The final datastore operation is truncate. This operation changes the amount of space associated with an object. Historically, it could be used only to decrease the size of an object. In FreeBSD, it can be used both to increase and decrease the size of an object. When the size of a file is increased, a hole in the file is created. Usually, no additional disk space is allocated; the only change is to update the inode to reflect the larger file size. When read, holes are treated by the system as zero-valued bytes.

Each disk drive has one or more subdivisions, or partitions. Each such partition can contain only one filestore, and a filestore never spans multiple partitions. While a filesystem may use multiple disk partitions to do striping or RAID, the aggregation and management of the parts that make up the filesystem are managed by a lower-level driver in the kernel. The filesystem code always has the view of operating on a single contiguous partition.

The filestore is responsible for the management of the space within its disk partition. Within that space, its responsibility is the creation, storage, retrieval, and removal of files. It operates in a flat name space. When asked to create a new file, it allocates an inode for that file and returns the assigned number. The naming, access control, locking, and attribute manipulation for the file are all handled by the hierarchical filesystem-management layer above the filestore.

The filestore also handles the allocation of new blocks to files as the latter grow. Simple filesystem implementations, such as those used by early microcomputer systems, allocate files contiguously, one after the next, until the files reach the end of the disk. As files are removed, holes occur. To reuse the freed space, the system must compact the disk to move all the free space to the end. Files can be created only one at a time; for the size of a file other than the final one on the disk to be increased, the file must be copied to the end, then expanded.

As we saw in Section 8.2, each file in a filestore is described by an inode; the locations of its data blocks are given by the block pointers in its inode. Although the filestore may cluster the blocks of a file to improve I/O performance, the inode can reference blocks scattered anywhere throughout the partition. Thus, multiple files can be written simultaneously, and all the disk space can be used without the need for compaction.

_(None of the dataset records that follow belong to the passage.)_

//! Export orchestrator: quota checks and snapshots on request, render and
//! upload on the queue, then either a signed link or an email.

use std::sync::Arc;
use std::time::Duration as StdDuration;

use async_trait::async_trait;
use chrono::{DateTime, Duration, Utc};
use serde::Serialize;
use serde_json::json;
use tokio::task::JoinHandle;
use tracing::{error, info, warn};
use uuid::Uuid;

use super::email::{build_export_email, failure_metadata, looks_like_email, parse_email_job};
use super::store::ExportStore;
use crate::audit::{actions, emit, SystemLog};
use crate::config::ExportConfig;
use crate::errors::{failure_message, AppError};
use crate::mailer::Mailer;
use crate::models::audit::LogEntry;
use crate::models::export::{Delivery, ExportJobRow, ExportStatus};
use crate::models::user::{Account, Plan, PlanUsageLimits};
use crate::plans::PlanDirectory;
use crate::queue::{EmailJob, EmailReason, JobHandler, JobPayload, JobQueue, RenderJob};
use crate::quota::{daily_upload_bytes, day_bounds, has_reached, would_exceed, QuotaLedger};
use crate::rate_limit::{RateLimiter, EMAIL_RETRY};
use crate::render::{render_resume_html, PdfRenderer};
use crate::storage::{ObjectStorage, StorageError, UploadOptions};

const SWEEP_BATCH: i64 = 100;

/// Collaborators of the export pipeline.
#[derive(Clone)]
pub struct ExportDeps {
    pub store: Arc<dyn ExportStore>,
    pub plans: Arc<dyn PlanDirectory>,
    pub queue: Arc<dyn JobQueue>,
    pub storage: Arc<dyn ObjectStorage>,
    pub renderer: Arc<dyn PdfRenderer>,
    pub mailer: Arc<dyn Mailer>,
    pub log: Arc<dyn SystemLog>,
    pub limiter: RateLimiter,
}

#[derive(Clone)]
pub struct ExportService {
    store: Arc<dyn ExportStore>,
    plans: Arc<dyn PlanDirectory>,
    quota: QuotaLedger,
    queue: Arc<dyn JobQueue>,
    storage: Arc<dyn ObjectStorage>,
    renderer: Arc<dyn PdfRenderer>,
    mailer: Arc<dyn Mailer>,
    log: Arc<dyn SystemLog>,
    limiter: RateLimiter,
    settings: ExportConfig,
}

#[derive(Debug, Clone, Serialize)]
pub struct ExportTicket {
    pub export_id: Uuid,
    pub status: ExportStatus,
    pub delivery: Delivery,
}

#[derive(Debug, Clone, Serialize)]
pub struct ExportStatusView {
    pub export_id: Uuid,
    pub status: ExportStatus,
    pub delivery: Delivery,
    #[serde(skip_serializing_if = "Option::is_none")]
    pub download_url: Option<String>,
    pub size_bytes: Option<i64>,
    pub error: Option<String>,
    pub expires_at: Option<DateTime<Utc>>,
    pub created_at: DateTime<Utc>,
}

#[derive(Debug, Clone, Serialize)]
pub struct QueuedEmail {
    pub job_id: Uuid,
    pub export_id: Uuid,
}

/// `{user_id}/{YYYY-MM-DD}/exports/{export_id}.pdf`
pub fn export_storage_key(user_id: Uuid, export_id: Uuid, now: DateTime<Utc>) -> String {
    format!("{user_id}/{}/exports/{export_id}.pdf", now.format("%Y-%m-%d"))
}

The filestore implementation converts from the user abstraction of a file as an array of bytes to the structure imposed by the underlying physical medium. Consider a typical medium of a magnetic disk with fixed-sized sectoring. Although the user may wish to write a single byte to a file, the disk supports reading and writing only in multiples of sectors. Here, the system must read in the sector containing the byte to be modified, replace the affected byte, and write the sector back to the disk. This operation converting random access to an array of bytes to reads and writes of disk sectors is called block I/O.

First, the system breaks the user's request into a set of operations to be done on logical blocks of the file. Logical blocks describe block-sized pieces of a file. The system calculates the logical blocks by dividing the array of bytes into filestore-sized pieces. Thus, if a filestore's block size is 8192 bytes, then logical block 0 would contain bytes 0 to 8191, logical block 1 would contain bytes 8192 to 16,383, and so on.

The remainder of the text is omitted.